Monday, March 12, 2018
In the very last page (540) of Charles Goodhart’s “The Basel Committee on Banking Supervision: A history of the Early Years, 1947-1997” of 2011 we read the following:
“Capital is supposed to be a buffer against unexpected loss: In so far as capital is required against unexpected loss, since expected loss should be handled by appropriate interest margins, the use of credit ratings as a guide to risk weights for capital adequacy requirements (CARs) is wrong and inconsistent, since these give a measure of expected loss. What is needed instead is a measure of the uncertainty of such losses, the second moment rather than the first.

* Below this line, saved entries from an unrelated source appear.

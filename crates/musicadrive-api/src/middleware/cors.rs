//! CORS layer built from configuration.

use axum::http::{HeaderValue, Method};
use tower_http::cors::{Any, CorsLayer};

use musicadrive_core::config::server::CorsConfig;

/// Build the CORS layer for the storefront and backoffice frontends.
pub fn build_cors_layer(config: &CorsConfig) -> CorsLayer {
    let cors = CorsLayer::new()
        .allow_methods([
            Method::GET,
            Method::POST,
            Method::PUT,
            Method::PATCH,
            Method::DELETE,
        ])
        .allow_headers(Any);

    if config.allowed_origins.iter().any(|o| o == "*") {
        cors.allow_origin(Any)
    } else {
        let origins: Vec<HeaderValue> = config
            .allowed_origins
            .iter()
            .filter_map(|o| o.parse().ok())
            .collect();
        cors.allow_origin(origins)
    }
}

If capital risk weights had been based, as they should logically have been, on the uncertainty attending future losses, rather than their expected modal performance, the financial system might have avoided much of the worst disasters of the 2007/08 financial crisis.
It remains surprisingly difficult to persuade regulators of this simple point.”
But to that Goodhart adds “It does however, get recognized from time to time”… though the examples he then indicates, are not so clear.
In the Epilogue (page 581) Goodhart list some of the failings of the BCBS’s regulations:
1. The lack of any theoretical basis.
2. The focus on the individual institution, rather that the system
3. The failure to reach an accord on liquidity;
4. The lack of empirical analysis;
5. The unwillingness to discuss either sanctions or crisis resolution, and so on.
That clearly adds up to a total regulatory failure... no wonder they don't want to discuss sanctions.
But, unfortunately as I see it, Charles Goodhart, though absolutely right, is only scratching the surface. What is most dangerously ignored are the distortions in the allocation of bank credit to the real economy that these risk weighted capital requirements for banks cause.